CloudFormation template that demonstrates setting up an EC2 Spot capacity provider to supply compute for containers in the cluster
Nathan Peck
Senior Developer Advocate at AWS
About
EC2 Spot Capacity is spare EC2 capacity that is available for less than the On-Demand price. Because Spot Instances enable you to request unused EC2 instances at steep discounts, you can lower your Amazon EC2 costs significantly. The hourly price for a Spot Instance is called a Spot price. The Spot price of each instance type in each Availability Zone is set by Amazon EC2, and is adjusted gradually based on the long-term supply of and demand for Spot Instances.

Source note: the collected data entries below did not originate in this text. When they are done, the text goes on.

//! Status reports printed by the settings tool before reconciling
//!
//! Every query failure here is printed and skipped; none of them stop a run.

use colored::*;
use common::SettingsProfile;
use std::fmt::Display;

use crate::naming::extract_template_group;
use crate::panel::{InstanceMeta, InstanceStatusEntry, PanelApi, SettingNode};
use crate::params::serialize_value;
use crate::reconcile::bucket_settings;

const UNKNOWN: &str = "<unknown>";

fn or_unknown<T: Display>(value: Option<T>) -> String {
    value.map_or_else(|| UNKNOWN.to_string(), |v| v.to_string())
}

/// Instances the status listings leave out: management and template instances
fn is_reported(meta: &InstanceMeta) -> bool {
    !meta.is_management() && extract_template_group(&meta.friendly_name).is_none()
}

pub async fn print_controller_status<P: PanelApi + ?Sized>(panel: &P) {
    match panel.controller_status().await {
        Ok(status) => {
            println!("{}", "Controller status:".bright_cyan());
            println!(
                "- state={} uptime={} active_users={}",
                status.state,
                status.uptime,
                or_unknown(status.active_users)
            );
        },
        Err(e) => println!("{} {}", "Controller status query failed:".red(), e),
    }
}

/// Running flag of every reported instance, joined with its listing entry
pub fn print_instance_statuses(statuses: &[InstanceStatusEntry], instances: &[InstanceMeta]) {
    if statuses.is_empty() {
        println!("No instance status list returned.");
        return;
    }

    println!("\n{}", "Instance statuses (non-ADS):".bright_cyan());
    let mut printed = 0;
    for entry in statuses {
        let Some(meta) = instances.iter().find(|i| i.instance_id == entry.instance_id) else {
            continue;
        };
        if !is_reported(meta) {
            continue;
        }
        printed += 1;
        println!(
            "- instance_id={} friendly_name={} instance_name={} module={} running={} app_state={}",
            entry.instance_id,
            meta.friendly_name,
            meta.instance_name,
            meta.module,
            entry.running,
            meta.app_state
        );
    }
    if printed == 0 {
        println!("- No non-ADS instances found.");
    }
}

/// Application status and headline metrics of every running reported instance
pub async fn print_application_statuses<P: PanelApi + ?Sized>(
    panel: &P,
    statuses: &[InstanceStatusEntry],
    instances: &[InstanceMeta],
) {
    println!("\n{}", "Application status (running instances):".bright_cyan());
    if statuses.is_empty() {
        println!("- No statuses available to query applications.");
        return;
    }

    let mut printed = 0;
    for entry in statuses.iter().filter(|e| e.running && !e.instance_id.is_empty()) {
        let Some(meta) = instances.iter().find(|i| i.instance_id == entry.instance_id) else {
            println!("- instance_id={} error=instance not listed", entry.instance_id);
            printed += 1;
            continue;
        };
        if !is_reported(meta) {
            continue;
        }
        printed += 1;

        let handle = match panel.get_instance(meta).await {
            Ok(handle) => handle,
            Err(e) => {
                println!(
                    "- instance_id={} error=get_instance failed ({})",
                    entry.instance_id, e
                );
                continue;
            },
        };
        match panel.application_status(&handle).await {
            Ok(status) => println!(
                "- {} instance_id={} state={} uptime={} active_users={} cpu={}% mem={}%",
                meta.label(),
                entry.instance_id,
                status.state,
                status.uptime,
                or_unknown(status.active_users),
                or_unknown(status.cpu_percent),
                or_unknown(status.memory_percent)
            ),
            Err(e) => println!(
                "- {} instance_id={} error=get_application_status failed ({})",
                meta.label(),
                entry.instance_id,
                e
            ),
        }
    }
    if printed == 0 {
        println!("- No running non-ADS instances.");
    }
}

/// Template's settings group, bucketed by menu section
pub async fn print_menu_configuration<P: PanelApi + ?Sized>(
    panel: &P,
    template: &InstanceMeta,
    profile: &SettingsProfile,
) {
    println!(
        "\n{} ({})",
        "Template menu configuration".bright_cyan(),
        template.instance_name
    );
    if !template.running {
        println!("- Template instance unavailable/offline; menu settings not queried.");
        return;
    }

    let handle = match panel.get_instance(template).await {
        Ok(handle) => handle,
        Err(e) => {
            println!("- Failed to load template instance: {}", e);
            return;
        },
    };
    let spec = match panel.setting_spec(&handle).await {
        Ok(spec) => spec,
        Err(e) => {
            println!("- Failed to query setting spec: {}", e);
            return;
        },
    };
    let nodes = match spec.group(&profile.group_key) {
        Some(nodes) if !nodes.is_empty() => nodes,
        _ => {
            println!("- No template menu settings returned.");
            return;
        },
    };

    for (bucket, items) in bucket_settings(nodes) {
        println!("\n[{}] ({})", bucket.to_string().bold(), items.len());
        for setting in items {
            println!("{}", menu_line(setting));
        }
    }
}

fn menu_line(setting: &SettingNode) -> String {
    format!(
        "- {} | node={} | value={} | requires_restart={}",
        setting.name,
        setting.node,
        serialize_value(&setting.current_value),
        setting.requires_restart
    )
}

Your Spot Instance runs whenever capacity is available.
Spot Capacity can be interrupted at any time. Therefore you need to be careful about what types of applications you run on Spot capacity and how you run those application. Amazon ECS is ideal if you want a more stable way to run workloads on top of interruptible Spot Capacity.
Install SAM CLI
This pattern uses AWS SAM CLI for deploying CloudFormation stacks on your account.
You should follow the appropriate steps for installing SAM CLI.
Cluster Template
This cluster template demonstrates how to configure an autoscaling group to launch spot capacity
with mixed types. A variety of EC2 instances of different sizes will be launched.
However, Amazon ECS can gracefully handle this and adjust container density on each individual instance to match the size of that instance.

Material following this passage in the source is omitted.